Они перерыли все ящики. Забрали старый фотоаппарат, который мне подарили на восемнадцатилетие. Со снимками давних вечеринок.
Воры искали что-то, имевшее отношение к смерти Доминика. Машина, телевизор, приставка – это взяли исключительно для отвода глаз: просто заурядное ограбление, ничего примечательного! Дождались, пока я вернусь домой, чтобы, если не найдут то, что ищут, выпытать у меня, где оно, – как именно, даже думать не хотелось. Но я полез в драку и спутал им все карты.
Обычно за это время мы уже понимаем, кого искать. Но тут все иначе. Если честно, мне даже неудобно перед вами… Мартин сразу догадался. Не про Доминика, конечно, а о том, что те люди забрались ко мне не случайно и никакое это не ограбление.
Тут-то бы мне и испугаться – меня выслеживали, прицельно ходили за мной по пятам, – но мне почему-то совсем не было страшно. Если они охотились именно на меня – из-за того ли, что я сделал, за тем ли, что у меня было, – значит, я не случайная жертва, подвернувшаяся под руку, нет, я человек, а не вещь, я существую, я главное действующее лицо во всей этой неразберихе, а не бессмысленная мелочь, которой можно пренебречь, отбросить в сторону. А раз так, раз история крутится вокруг меня, значит, я сумею в ней разобраться.

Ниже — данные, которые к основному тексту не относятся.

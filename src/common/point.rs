use std::fmt::{Display, Formatter, Result as FmtResult};

// Point
//------------------------------------------------------------------------------

/// Location of interest in an image, such as a finder pattern centre or the end of a 1D
/// symbol. Coordinates are in pixels and may be fractional.
#[derive(Debug, Clone, Copy, PartialEq, Default)]
pub struct Point {
    pub x: f32,
    pub y: f32,
}

impl Point {
    pub const fn new(x: f32, y: f32) -> Self {
        Self { x, y }
    }
}

impl Display for Point {
    fn fmt(&self, f: &mut Formatter<'_>) -> FmtResult {
        write!(f, "({:.1}, {:.1})", self.x, self.y)
    }
}

/// Anything that sits at a point in the image
pub trait ResultPoint {
    fn x(&self) -> f32;
    fn y(&self) -> f32;

    fn point(&self) -> Point {
        Point::new(self.x(), self.y())
    }
}

impl ResultPoint for Point {
    fn x(&self) -> f32 {
        self.x
    }

    fn y(&self) -> f32 {
        self.y
    }
}

pub fn distance<A: ResultPoint, B: ResultPoint>(a: &A, b: &B) -> f32 {
    let (dx, dy) = (a.x() - b.x(), a.y() - b.y());
    (dx * dx + dy * dy).sqrt()
}

pub fn int_distance(ax: i32, ay: i32, bx: i32, by: i32) -> f32 {
    let (dx, dy) = ((ax - bx) as f32, (ay - by) as f32);
    (dx * dx + dy * dy).sqrt()
}

/// Z component of the cross product of (a - b) and (c - b)
pub fn cross_product_z<T: ResultPoint>(a: &T, b: &T, c: &T) -> f32 {
    let (bx, by) = (b.x(), b.y());
    (c.x() - bx) * (a.y() - by) - (c.y() - by) * (a.x() - bx)
}

/// Orders three finder patterns as [bottom left, top left, top right]. Top left is the
/// vertex opposite the longest side, the other two are swapped as needed so the turn
/// from bottom left through top left to top right is clockwise in image coordinates.
pub fn order_best_patterns<T: ResultPoint + Copy>(patterns: [T; 3]) -> [T; 3] {
    let zero_one = distance(&patterns[0], &patterns[1]);
    let one_two = distance(&patterns[1], &patterns[2]);
    let zero_two = distance(&patterns[0], &patterns[2]);

    let (mut a, b, mut c) = if one_two >= zero_one && one_two >= zero_two {
        (patterns[1], patterns[0], patterns[2])
    } else if zero_two >= one_two && zero_two >= zero_one {
        (patterns[0], patterns[1], patterns[2])
    } else {
        (patterns[0], patterns[2], patterns[1])
    };

    if cross_product_z(&a, &b, &c) < 0.0 {
        std::mem::swap(&mut a, &mut c);
    }

    [a, b, c]
}

#[cfg(test)]
mod point_tests {
    use super::{cross_product_z, distance, order_best_patterns, Point};

    #[test]
    fn test_distance() {
        let a = Point::new(1.0, 2.0);
        let b = Point::new(4.0, 6.0);
        assert_eq!(distance(&a, &b), 5.0);
        assert_eq!(distance(&a, &a), 0.0);
    }

    #[test]
    fn test_cross_product_z() {
        let (a, b, c) = (Point::new(0.0, 10.0), Point::new(0.0, 0.0), Point::new(10.0, 0.0));
        assert!(cross_product_z(&a, &b, &c) > 0.0);
        assert!(cross_product_z(&c, &b, &a) < 0.0);
    }

    #[test]
    fn test_order_best_patterns() {
        let bl = Point::new(3.5, 17.5);
        let tl = Point::new(3.5, 3.5);
        let tr = Point::new(17.5, 3.5);
        for perm in [[bl, tl, tr], [tr, bl, tl], [tl, tr, bl], [tr, tl, bl], [bl, tr, tl]] {
            assert_eq!(order_best_patterns(perm), [bl, tl, tr]);
        }
    }

    #[test]
    fn test_order_best_patterns_mirrored() {
        // Horizontally flipped symbol
        let bl = Point::new(17.5, 17.5);
        let tl = Point::new(17.5, 3.5);
        let tr = Point::new(3.5, 3.5);
        assert_eq!(order_best_patterns([bl, tl, tr]), [tr, tl, bl]);
    }
}
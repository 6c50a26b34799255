use log::trace;

use super::{record_pattern, scan_runs, OneDReader};
use crate::common::{
    bit_array::BitArray,
    error::{BarcodeError, BarcodeResult},
    format::BarcodeFormat,
    hints::DecodeHints,
    point::Point,
    result::{DecodedBarcode, MetadataValue, ResultMetadataKey},
};

// Code 39 tables
//------------------------------------------------------------------------------

pub(crate) const ALPHABET: &[u8; 43] = b"0123456789ABCDEFGHIJKLMNOPQRSTUVWXYZ-. $/+%";

/// Nine element patterns of the alphabet. Bits from the most significant of nine mark
/// wide bars and spaces, exactly three per character.
pub(crate) const CHARACTER_ENCODINGS: [u32; 43] = [
    0x034, 0x121, 0x061, 0x160, 0x031, 0x130, 0x070, 0x025, 0x124, 0x064, // 0-9
    0x109, 0x049, 0x148, 0x019, 0x118, 0x058, 0x00D, 0x10C, 0x04C, 0x01C, // A-J
    0x103, 0x043, 0x142, 0x013, 0x112, 0x052, 0x007, 0x106, 0x046, 0x016, // K-T
    0x181, 0x0C1, 0x1C0, 0x091, 0x190, 0x0D0, 0x085, 0x184, 0x0C4, 0x0A8, // U-$
    0x0A2, 0x08A, 0x02A, // /-%
];

pub(crate) const ASTERISK_ENCODING: u32 = 0x094;

// Code 39 reader
//------------------------------------------------------------------------------

/// Reads Code 39, optionally with a trailing mod 43 check character and the full ASCII
/// extension
pub struct Code39Reader {
    using_check_digit: bool,
    extended_mode: bool,
    counters: [usize; 9],
}

impl Code39Reader {
    pub fn new(using_check_digit: bool, extended_mode: bool) -> Self {
        Self { using_check_digit, extended_mode, counters: [0; 9] }
    }
}

impl Default for Code39Reader {
    fn default() -> Self {
        Self::new(false, false)
    }
}

impl OneDReader for Code39Reader {
    fn decode_row(
        &mut self,
        row_number: usize,
        row: &BitArray,
        _hints: &DecodeHints,
    ) -> BarcodeResult<DecodedBarcode> {
        let start = find_asterisk_pattern(row, &mut self.counters)?;
        let end = row.size();
        let mut next_start = row.next_set(start[1]);

        let mut result = String::with_capacity(20);
        let mut last_start;
        loop {
            record_pattern(row, next_start, &mut self.counters)?;
            let pattern = to_narrow_wide_pattern(&self.counters).ok_or(BarcodeError::NotFound)?;
            let decoded = pattern_to_char(pattern)?;
            result.push(decoded);
            last_start = next_start;
            next_start += self.counters.iter().sum::<usize>();
            next_start = row.next_set(next_start);
            if decoded == '*' {
                break;
            }
        }
        result.pop();

        // Trailing quiet zone of at least half the last character
        let last_pattern_size = self.counters.iter().sum::<usize>();
        let white_space_after_end = next_start - last_start - last_pattern_size;
        if next_start != end && white_space_after_end * 2 < last_pattern_size {
            return Err(BarcodeError::NotFound);
        }

        if self.using_check_digit {
            let Some(check) = result.pop() else {
                return Err(BarcodeError::NotFound);
            };
            let total = result.bytes().filter_map(alphabet_index).sum::<usize>();
            if check as u8 != ALPHABET[total % 43] {
                return Err(BarcodeError::Checksum);
            }
        }

        if result.is_empty() {
            return Err(BarcodeError::NotFound);
        }

        let text = if self.extended_mode { decode_extended(&result)? } else { result };
        trace!("Decoded Code 39 {text} on row {row_number}");

        let y = row_number as f32;
        let left = (start[1] + start[0]) as f32 / 2.0;
        let right = last_start as f32 + last_pattern_size as f32 / 2.0;
        let mut res = DecodedBarcode::new(
            text,
            None,
            vec![Point::new(left, y), Point::new(right, y)],
            BarcodeFormat::Code39,
        );
        res.put_metadata(ResultMetadataKey::SymbologyIdentifier, MetadataValue::Text("]A0".into()));
        Ok(res)
    }
}

fn alphabet_index(c: u8) -> Option<usize> {
    ALPHABET.iter().position(|&a| a == c)
}

fn find_asterisk_pattern(row: &BitArray, counters: &mut [usize; 9]) -> BarcodeResult<[usize; 2]> {
    scan_runs(row, 0, false, counters, |counters, start, end| {
        if to_narrow_wide_pattern(counters) != Some(ASTERISK_ENCODING) {
            return Ok(None);
        }
        // Look for whitespace before start pattern, at least half the width of the pattern
        let quiet_start = start.saturating_sub((end - start) / 2);
        Ok(row.is_range(quiet_start, start, false)?.then_some([start, end]))
    })
}

/// Classifies the runs as narrow or wide, succeeding only when exactly three are wide
/// and no wide run takes half of the total wide width
pub(crate) fn to_narrow_wide_pattern(counters: &[usize]) -> Option<u32> {
    let num_counters = counters.len();
    let mut max_narrow_counter = 0;
    loop {
        let min_counter = counters
            .iter()
            .copied()
            .filter(|&c| c > max_narrow_counter)
            .min()
            .unwrap_or(usize::MAX);
        max_narrow_counter = min_counter;

        let mut wide_counters = 0;
        let mut total_wide_width = 0;
        let mut pattern = 0;
        for (i, &counter) in counters.iter().enumerate() {
            if counter > max_narrow_counter {
                pattern |= 1 << (num_counters - 1 - i);
                wide_counters += 1;
                total_wide_width += counter;
            }
        }

        if wide_counters == 3 {
            let balanced = counters
                .iter()
                .filter(|&&c| c > max_narrow_counter)
                .all(|&c| c * 2 < total_wide_width);
            return balanced.then_some(pattern);
        }
        if wide_counters <= 3 {
            return None;
        }
    }
}

fn pattern_to_char(pattern: u32) -> BarcodeResult<char> {
    if pattern == ASTERISK_ENCODING {
        return Ok('*');
    }
    CHARACTER_ENCODINGS
        .iter()
        .position(|&e| e == pattern)
        .map(|i| char::from(ALPHABET[i]))
        .ok_or(BarcodeError::NotFound)
}

/// Resolves the two character full ASCII sequences introduced by `+`, `$`, `%` and `/`
pub(crate) fn decode_extended(encoded: &str) -> BarcodeResult<String> {
    let bytes = encoded.as_bytes();
    let mut decoded = String::with_capacity(bytes.len());
    let mut i = 0;
    while i < bytes.len() {
        let c = bytes[i];
        if !matches!(c, b'+' | b'$' | b'%' | b'/') {
            decoded.push(char::from(c));
            i += 1;
            continue;
        }
        let next = *bytes.get(i + 1).ok_or(BarcodeError::Format)?;
        let ch = match (c, next) {
            // +A to +Z map to a to z
            (b'+', b'A'..=b'Z') => next + 32,
            // $A to $Z map to control codes SH to SB
            (b'$', b'A'..=b'Z') => next - 64,
            // %A to %E map to control codes ESC to US
            (b'%', b'A'..=b'E') => next - 38,
            // %F to %J map to ; < = > ?
            (b'%', b'F'..=b'J') => next - 11,
            // %K to %O map to [ \ ] ^ _
            (b'%', b'K'..=b'O') => next + 16,
            // %P to %T map to { | } ~ DEL
            (b'%', b'P'..=b'T') => next + 43,
            (b'%', b'U') => 0,
            (b'%', b'V') => b'@',
            (b'%', b'W') => b'`',
            (b'%', b'X'..=b'Z') => 127,
            // /A to /O map to ! to , and /
            (b'/', b'A'..=b'O') => next - 32,
            (b'/', b'Z') => b':',
            _ => return Err(BarcodeError::Format),
        };
        decoded.push(char::from(ch));
        i += 2;
    }
    Ok(decoded)
}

Голова моя впервые за много месяцев работала четко, и от этой хрустальной ясности перехватывало дыхание, как от морозного воздуха. Я и забыл, каково это.
Выследить грабителей и вытрясти из них признание мне вряд ли удастся, как бы мне ни нравилось воображать себя Лиамом Нисоном в роли крутого парня. Но сколько веревочке ни виться, а другой ее конец прячется где-то в Доме с плющом, и вот его-то я отыщу, а по нему и остальное.
Дождь не утихал, но мне необходимо было покурить. Я набросил пальто и вышел на террасу. Ветер ревел в кронах деревьев, лившийся из окна кухни свет превращал холмики и долины грязи в искаженные резкие тени. Листья шмыгали по блестевшим от дождя плитам террасы. Сердце колотилось в горле, но я вдруг поймал себя на том, что улыбаюсь.